A heat alert is issued when paramedics respond to five or more heat-related medical calls in a 24-hour period.
According to EMSA, seven were transported to local hospitals in fair condition and four were treated on the scene and were not transported.
EMSA spokesman Kelli Bruer says the number one tip for staying healthy in the heat is pre-hydration. Drink plenty of water or electrolyte-replacement drinks before and during long exposure to the heat. Avoid alcoholic and caffeinated fluids.
Also, wear light-colored, loose-fitting clothing and a wide-brimmed hat while working outside and take plenty of breaks when out in the heat.

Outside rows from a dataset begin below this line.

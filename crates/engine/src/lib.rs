//! # Engine - SiltDB Storage Engine
//!
//! The central orchestrator that ties together the [`memtable`], [`wal`], and
//! [`sstable`] crates into a complete LSM-tree key-value store.
//!
//! ## Architecture
//!
//! ```text
//! Client handler (one per connection)
//!   |
//!   v
//! ┌───────────────────────────────────────────────┐
//! │                   ENGINE                      │
//! │        RwLock over (memtable, WAL)            │
//! │                                               │
//! │ write.rs → WAL append → Memtable insert       │
//! │              |                                │
//! │              |  (key count >= limit?)         │
//! │              |            yes                 │
//! │              v                                │
//! │       inline flush → new SSTable,             │
//! │       WAL truncated, memtable reset           │
//! │                                               │
//! │ read.rs → Memtable → SSTables newest→oldest   │
//! │            (first match wins)                 │
//! │                                               │
//! │ compaction.rs → k-way merge of every table    │
//! │            into one, tombstones dropped       │
//! └───────────────────────────────────────────────┘
//! ```
//!
//! ## Module Responsibilities
//!
//! | Module         | Purpose                                              |
//! |----------------|------------------------------------------------------|
//! | `lib.rs`       | `Engine` struct, constructor, lock plumbing          |
//! | [`config`]     | injected paths and tunables                          |
//! | [`files`]      | data-directory naming scheme and listing             |
//! | [`recovery`]   | WAL replay, leftover temp-file cleanup               |
//! | [`write`]      | `put()`, `delete()`, inline flush                    |
//! | [`read`]       | `get()`                                              |
//! | [`compaction`] | full-merge `compact()` with tombstone elimination    |
//!
//! ## Crash Safety
//!
//! Every write is appended to the WAL **before** the memtable update, and the
//! WAL is truncated only **after** the flushed table is durably on disk.
//! Tables are published atomically (`temp_` file + rename), so a reader never
//! sees a partial table and an interrupted flush or compaction leaves only
//! discardable `temp_` debris, which startup removes.

mod compaction;
mod config;
mod files;
mod read;
mod recovery;
mod write;

pub use config::Config;
pub use recovery::replay_wal;

use anyhow::{anyhow, ensure, Context, Result};
use memtable::Memtable;
use std::sync::{RwLock, RwLockReadGuard, RwLockWriteGuard};
use tracing::info;
use wal::Wal;

/// Maximum allowed key size in bytes (64 KiB).
pub const MAX_KEY_SIZE: usize = record::MAX_KEY_BYTES;
/// Maximum allowed value size in bytes (10 MiB).
pub const MAX_VALUE_SIZE: usize = record::MAX_VALUE_BYTES;

/// The lock-guarded pair: one memtable generation and its WAL.
///
/// Both are born together and die together at flush time, which is what
/// keeps "everything in the memtable is also in the WAL" true at all times.
pub(crate) struct Inner {
    pub(crate) mem: Memtable,
    pub(crate) wal: Wal,
}

/// The storage engine. Cheap to share across client-handler threads behind
/// an `Arc`; all methods take `&self`.
///
/// # Write Path
///
/// 1. Append the record to the WAL (crash-safe durability).
/// 2. Apply the mutation to the in-memory memtable.
/// 3. If the memtable holds `memtable_limit` distinct keys, flush it to a new
///    SSTable, truncate the WAL, and reset the memtable — all still under the
///    same exclusive lock as the triggering write.
///
/// # Read Path
///
/// 1. Check the memtable (freshest data, includes tombstones).
/// 2. Check SSTables from newest to oldest; first match wins and a tombstone
///    shadows everything older.
///
/// # Recovery
///
/// On [`Engine::open`] the WAL is replayed into a fresh memtable, restoring
/// every committed-but-unflushed write. Durable tables need no recovery —
/// they are immutable and self-describing.
pub struct Engine {
    inner: RwLock<Inner>,
    config: Config,
}

impl Engine {
    /// Opens (or creates) the store described by `config`.
    ///
    /// # Steps
    ///
    /// 1. Create the data directory if absent.
    /// 2. Remove leftover `temp_` files from interrupted flushes/compactions.
    /// 3. Replay the WAL into a fresh memtable.
    /// 4. Open the WAL handle in append mode.
    pub fn open(config: Config) -> Result<Engine> {
        ensure!(config.memtable_limit > 0, "memtable_limit must be > 0");
        ensure!(config.bloom_bytes > 0, "bloom_bytes must be > 0");

        std::fs::create_dir_all(&config.data_dir).with_context(|| {
            format!("failed to create data dir {}", config.data_dir.display())
        })?;
        files::cleanup_temp_files(&config.data_dir);

        let mut mem = Memtable::new();
        let replayed = replay_wal(&config.wal_path, &mut mem)?;

        let wal = Wal::open(&config.wal_path, config.wal_sync)?;

        info!(
            wal = %config.wal_path.display(),
            data_dir = %config.data_dir.display(),
            memtable_limit = config.memtable_limit,
            replayed,
            "engine started"
        );

        Ok(Engine {
            inner: RwLock::new(Inner { mem, wal }),
            config,
        })
    }

    /// The configuration this engine was opened with.
    #[must_use]
    pub fn config(&self) -> &Config {
        &self.config
    }

    pub(crate) fn read_lock(&self) -> Result<RwLockReadGuard<'_, Inner>> {
        self.inner.read().map_err(|_| anyhow!("engine lock poisoned"))
    }

    pub(crate) fn write_lock(&self) -> Result<RwLockWriteGuard<'_, Inner>> {
        self.inner.write().map_err(|_| anyhow!("engine lock poisoned"))
    }
}

#[cfg(test)]
mod tests;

Remember, there is no "safe" amount of time kids can be left in a hot car. How quickly a child becomes ill varies based on a number of conditions, including:
- The child's hydration level to begin with the temperature in the car, which can vary based on car interior, temperature outdoors, whether there is shade, etc.
- The child's weight.
- The child's overall health and any medications the child may be taking. Diabetes and other chronic medical conditions can make a child less able to tolerate the heat.

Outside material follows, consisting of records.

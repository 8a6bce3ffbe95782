//! Write path: `put()`, `delete()`, and the inline flush.
//!
//! All mutations flow through here under the exclusive half of the engine
//! lock. Each write is appended to the WAL before the memtable is touched;
//! if the append fails, the operation fails and no in-memory state changes.
//! When the memtable reaches the configured key-count limit the triggering
//! write also performs the flush, still inside its exclusive section.

use anyhow::{ensure, Result};
use memtable::Memtable;
use record::Record;
use sstable::TableWriter;
use tracing::info;

use crate::{files, Engine, Inner, MAX_KEY_SIZE, MAX_VALUE_SIZE};

impl Engine {
    /// Inserts or overwrites a key-value pair.
    pub fn put(&self, key: Vec<u8>, value: Vec<u8>) -> Result<()> {
        ensure!(
            value.len() <= MAX_VALUE_SIZE,
            "value too large: {} bytes (max {})",
            value.len(),
            MAX_VALUE_SIZE
        );
        self.write_record(Record::put(key, value))
    }

    /// Deletes a key by writing a tombstone.
    ///
    /// Deletion is never physical at write time — the tombstone shadows any
    /// older value until a compaction erases both.
    pub fn delete(&self, key: Vec<u8>) -> Result<()> {
        self.write_record(Record::tombstone(key))
    }

    /// The single write protocol shared by `put` and `delete`.
    fn write_record(&self, rec: Record) -> Result<()> {
        ensure!(!rec.key.is_empty(), "key must not be empty");
        ensure!(
            rec.key.len() <= MAX_KEY_SIZE,
            "key too large: {} bytes (max {})",
            rec.key.len(),
            MAX_KEY_SIZE
        );

        let mut inner = self.write_lock()?;

        // WAL first. On failure the memtable is untouched and the caller
        // learns the write is not committed.
        inner.wal.append(&rec)?;
        inner.mem.apply(rec);

        if inner.mem.len() >= self.config.memtable_limit {
            self.flush_locked(&mut inner)?;
        }

        Ok(())
    }

    /// Flushes the current memtable to a new SSTable.
    ///
    /// A no-op on an empty memtable. Exposed for shutdown paths and tests;
    /// the usual trigger is the inline check in [`write_record`].
    pub fn flush(&self) -> Result<()> {
        let mut inner = self.write_lock()?;
        self.flush_locked(&mut inner)
    }

    /// Flush implementation, called with the exclusive lock already held.
    ///
    /// # Steps
    ///
    /// 1. Stream the memtable, in key order, through a [`TableWriter`] into
    ///    `sstable_<token>.db` (written as `temp_`, renamed on success).
    /// 2. Truncate the WAL — its records are now durable in the table.
    /// 3. Replace the memtable with a fresh empty generation.
    pub(crate) fn flush_locked(&self, inner: &mut Inner) -> Result<()> {
        if inner.mem.is_empty() {
            return Ok(());
        }

        let name = files::flush_table_name()?;
        let path = self.config.data_dir.join(&name);

        let mut writer = TableWriter::create(&path, self.config.bloom_bytes)?;
        for (key, entry) in inner.mem.iter() {
            writer.append(entry.kind, key, &entry.value)?;
        }
        let records = writer.record_count();
        writer.finish()?;

        inner.wal.truncate()?;
        inner.mem = Memtable::new();

        info!(table = %name, records, "memtable flushed");
        Ok(())
    }
}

It's important to remember that pets are also susceptible to the same dangers as humans when left in cars during the summer months.
The following cooling stations are open to the public until further notice:
The Salvation Army Center of Hope
102 N. Denver Ave.
Tulsa, OK 74103
Tulsa County Social Services Cooling station
2401 Charles Page Blvd.
Tulsa, OK 74127
8:30 a.m. – 8 p.m.
Dennis R. Neill Equality Center
621 E. 4th St.
Tulsa, OK 74120
Noon to 9 p.m./ seven days a week
John 3:16 Mission
506 N. Cheyenne
Tulsa, OK 74103
Senior Nutrition sites throughout the Tulsa area are also available as cooling stations. Dial 2-1-1 for locations, hours and other information.